The aforementioned case stemmed from a dispute over the mining and
exploration of certain areas in Palawan. The respondent Redmont
Consolidated Mines, Inc. (Redmont henceforth) questioned the nationality of the
three petitioner corporations (Narra Nickel, Tesoro, and McArthur) which are prior
applicants for Mineral Production and Sharing Agreements (MPSA) on the
same area. Redmont alleged that these three corporations are not qualified
as they do not meet the “at least 60% owned by Filipinos” requirement
under the cited provision of the Constitution. It further argued that at least
60% of the capital stock of Narra Nickel, Tesoro and MacArthur are owned
and controlled by MBMI Resources, Inc. (MBMI henceforth), which is a 100%
Canadian corporation.
The Supreme Court ruled on the dispute by giving an answer to the
question, “When should the Grandfather Rule be applied?” It then provided that it
should be applied only when:
the corporation’s Filipino equity falls below the constitutional threshold of 60
percent or;
there exists a “doubt” as to the Filipino to Foreign equity.

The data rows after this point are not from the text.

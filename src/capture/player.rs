//! Capture player for reading recorded frames back.

use std::fs::File;
use std::io::{self, BufReader, Read, Seek, SeekFrom};
use std::path::Path;

use super::format::{CaptureHeader, CompressionType, FrameIndex, decompress_lz4};

/// Reader for `.lscap` files. Frames are returned as raw NV12 bytes.
pub struct CapturePlayer {
    reader: BufReader<File>,
    header: CaptureHeader,
    frame_indices: Vec<FrameIndex>,
}

impl CapturePlayer {
    /// Open a capture file.
    pub fn open<P: AsRef<Path>>(path: P) -> io::Result<Self> {
        let mut reader = BufReader::new(File::open(path)?);
        let header = CaptureHeader::read_from(&mut reader)?;

        // The index table sits at the end of the file.
        let table_size = header.frame_count * FrameIndex::SIZE as u64;
        let file_len = reader.seek(SeekFrom::End(0))?;
        let table_start = file_len
            .checked_sub(table_size)
            .filter(|&start| start >= CaptureHeader::SIZE as u64)
            .ok_or_else(|| {
                io::Error::new(io::ErrorKind::InvalidData, "Truncated LSCP index table")
            })?;
        reader.seek(SeekFrom::Start(table_start))?;

        let mut frame_indices = Vec::with_capacity(header.frame_count as usize);
        for _ in 0..header.frame_count {
            frame_indices.push(FrameIndex::read_from(&mut reader)?);
        }

        Ok(Self {
            reader,
            header,
            frame_indices,
        })
    }

    pub fn header(&self) -> &CaptureHeader {
        &self.header
    }

    pub fn frame_count(&self) -> u64 {
        self.header.frame_count
    }

    /// Read the `n`-th stored frame.
    pub fn read_frame(&mut self, n: u64) -> io::Result<Vec<u8>> {
        let index = *self.frame_indices.get(n as usize).ok_or_else(|| {
            io::Error::new(
                io::ErrorKind::InvalidInput,
                format!("Frame {} out of range ({} frames)", n, self.frame_count()),
            )
        })?;

        self.reader.seek(SeekFrom::Start(index.offset))?;
        let mut data = vec![0u8; index.size as usize];
        self.reader.read_exact(&mut data)?;

        let raw = match self.header.compression {
            CompressionType::None => data,
            CompressionType::Lz4 => decompress_lz4(&data)?,
        };

        if raw.len() != self.header.frame_size() {
            return Err(io::Error::new(
                io::ErrorKind::InvalidData,
                format!(
                    "Frame {} is {} bytes, expected {}",
                    n,
                    raw.len(),
                    self.header.frame_size()
                ),
            ));
        }
        Ok(raw)
    }

    /// Iterate over all stored frames.
    pub fn frames(&mut self) -> FrameIterator<'_> {
        FrameIterator {
            player: self,
            current: 0,
        }
    }
}

/// Iterator over captured frames.
pub struct FrameIterator<'a> {
    player: &'a mut CapturePlayer,
    current: u64,
}

impl Iterator for FrameIterator<'_> {
    type Item = io::Result<Vec<u8>>;

    fn next(&mut self) -> Option<Self::Item> {
        if self.current >= self.player.frame_count() {
            return None;
        }
        let result = self.player.read_frame(self.current);
        self.current += 1;
        Some(result)
    }

    fn size_hint(&self) -> (usize, Option<usize>) {
        let remaining = (self.player.frame_count() - self.current) as usize;
        (remaining, Some(remaining))
    }
}

impl ExactSizeIterator for FrameIterator<'_> {}

#[cfg(test)]
mod tests {
    use super::*;
    use crate::capture::CaptureRecorder;
    use crate::compute::{
        ALIVE_LUMA, Frame, Grid, ManualClock, NEUTRAL_CHROMA, Renderer, Simulation,
        StreamScheduler,
    };
    use crate::schema::StreamConfig;
    use rand::SeedableRng;
    use rand::rngs::StdRng;
    use tempfile::tempdir;

    fn config() -> StreamConfig {
        StreamConfig {
            width: 16,
            height: 8,
            frame_rate: 10,
            cell_size: 2,
            generation_duration: 2,
            perturb_interval: 1000,
            pregenerate: false,
            max_frames: 6,
            random_seed: Some(5),
            ..Default::default()
        }
    }

    fn glider() -> Grid {
        Grid::from_rows(&["........", "..#.....", "...#....", ".###...."])
    }

    fn record(compression: CompressionType) -> (tempfile::TempDir, std::path::PathBuf) {
        let dir = tempdir().unwrap();
        let path = dir.path().join("run.lscap");

        let simulation = Simulation::from_grid(glider(), StdRng::seed_from_u64(0), 1000);
        let mut scheduler = StreamScheduler::with_clock(
            config(),
            CaptureRecorder::new(&path, compression),
            ManualClock::new(),
        )
        .unwrap()
        .with_simulation(simulation);
        scheduler.run().unwrap();

        (dir, path)
    }

    fn expected_frames() -> Vec<Vec<u8>> {
        let renderer = Renderer::new(2);
        let mut sim = Simulation::from_grid(glider(), StdRng::seed_from_u64(0), 1000);
        let mut frame = Frame::new(16, 8);
        let mut out = Vec::new();
        for i in 0..6u64 {
            if i % 2 == 0 {
                if i != 0 {
                    sim.step();
                }
                renderer.render(sim.current(), &mut frame);
            }
            let mut bytes = frame.luma().to_vec();
            bytes.extend_from_slice(frame.chroma());
            out.push(bytes);
        }
        out
    }

    #[test]
    fn test_scheduler_capture_roundtrip() {
        let (_dir, path) = record(CompressionType::None);
        let mut player = CapturePlayer::open(&path).unwrap();

        assert_eq!(player.frame_count(), 6);
        assert_eq!(player.header().width, 16);
        assert_eq!(player.header().frame_rate, 10);

        let frames: Vec<Vec<u8>> = player.frames().map(|f| f.unwrap()).collect();
        assert_eq!(frames, expected_frames());

        let first = &frames[0];
        assert_eq!(first.iter().take(128).filter(|&&p| p == ALIVE_LUMA).count(), 5 * 4);
        assert!(first[128..].iter().all(|&c| c == NEUTRAL_CHROMA));
    }

    #[test]
    fn test_lz4_capture_roundtrip() {
        let (_dir, path) = record(CompressionType::Lz4);
        let mut player = CapturePlayer::open(&path).unwrap();
        assert_eq!(player.header().compression, CompressionType::Lz4);

        let frames: Vec<Vec<u8>> = player.frames().map(|f| f.unwrap()).collect();
        assert_eq!(frames, expected_frames());
    }

    #[test]
    fn test_out_of_range_frame() {
        let (_dir, path) = record(CompressionType::None);
        let mut player = CapturePlayer::open(&path).unwrap();
        let err = player.read_frame(6).unwrap_err();
        assert_eq!(err.kind(), io::ErrorKind::InvalidInput);
    }
}
//! Frame sinks: the boundary between the paced core and the outside world.
//!
//! The scheduler drives any [`FrameSink`] through a fixed lifecycle:
//! `initialize` once, `submit` once per frame with strictly increasing
//! presentation indices, and `finalize` exactly once at the end (also
//! after a failed submission, as best-effort cleanup).
//!
//! Implementations:
//!
//! - [`FfmpegSink`]: pipes raw NV12 frames into an `ffmpeg` process that
//!   encodes and publishes them to the destination.
//! - [`MemorySink`]: keeps submitted indices and frame digests in memory,
//!   with optional failure injection.
//! - [`crate::capture::CaptureRecorder`]: writes frames to a capture file.

mod ffmpeg;
mod memory;

use std::io;

pub use ffmpeg::FfmpegSink;
pub use memory::{MemorySink, SubmittedFrame};

use crate::compute::Frame;
use crate::schema::StreamConfig;

/// Stream parameters agreed with the sink at initialization.
#[derive(Debug, Clone, Copy, PartialEq, Eq)]
pub struct SinkParams {
    /// Frame width in pixels.
    pub width: usize,
    /// Frame height in pixels.
    pub height: usize,
    /// Frames per second; presentation index `i` is shown at `i / frame_rate` s.
    pub frame_rate: u32,
    /// Target bitrate hint (bits per second).
    pub bitrate: u64,
    /// Keyframe interval hint (frames).
    pub gop_size: u32,
}

impl SinkParams {
    pub fn from_config(config: &StreamConfig) -> Self {
        Self {
            width: config.width,
            height: config.height,
            frame_rate: config.frame_rate,
            bitrate: config.bitrate,
            gop_size: config.gop_size,
        }
    }

    /// Size of one NV12 frame in bytes.
    #[inline]
    pub fn frame_size(&self) -> usize {
        Frame::byte_len_for(self.width, self.height)
    }
}

/// Consumer of rendered frames.
pub trait FrameSink {
    /// Open the outbound session.
    fn initialize(&mut self, params: &SinkParams) -> Result<(), SinkError>;

    /// Accept one frame tagged with its presentation index.
    fn submit(&mut self, frame: &Frame, index: u64) -> Result<(), SinkError>;

    /// Flush and close the session.
    fn finalize(&mut self) -> Result<(), SinkError>;
}

impl<S: FrameSink + ?Sized> FrameSink for Box<S> {
    fn initialize(&mut self, params: &SinkParams) -> Result<(), SinkError> {
        (**self).initialize(params)
    }

    fn submit(&mut self, frame: &Frame, index: u64) -> Result<(), SinkError> {
        (**self).submit(frame, index)
    }

    fn finalize(&mut self) -> Result<(), SinkError> {
        (**self).finalize()
    }
}

/// Errors reported by frame sinks.
#[derive(Debug, thiserror::Error)]
pub enum SinkError {
    #[error("I/O error: {0}")]
    Io(#[from] io::Error),

    #[error("Failed to start encoder '{program}': {source}")]
    Spawn {
        program: String,
        #[source]
        source: io::Error,
    },

    #[error("Sink used before initialize")]
    NotInitialized,

    #[error("Frame is {actual} bytes, sink expects {expected}")]
    FrameSize { expected: usize, actual: usize },

    #[error("Encoder exited with {status}")]
    EncoderExit { status: std::process::ExitStatus },

    #[error("Frame {index} rejected: {reason}")]
    Rejected { index: u64, reason: String },
}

How would we know that a corporation’s Filipino equity falls bellow the
threshold of 60 percent or that there exists a “doubt” as to the Filipino to
Foreign equity? We must first apply the third test which is the Control Test.
As mentioned, Control Test is determined by the nationality of the
controlling stockholders. When after applying the Control Test and there
exists a “doubt” as to the Filipino – Foreign equity, meaning, even when the
equity does not fall below the threshold but reasonable grounds to doubt the
true ownership exists, Grandfather Rule butts in. Grandfather Rule
determines the actual Filipino ownership and control in a corporation by
tracing both the direct and indirect shareholdings in the corporation. In
essence, Grandfather Rule supplements the Control Test.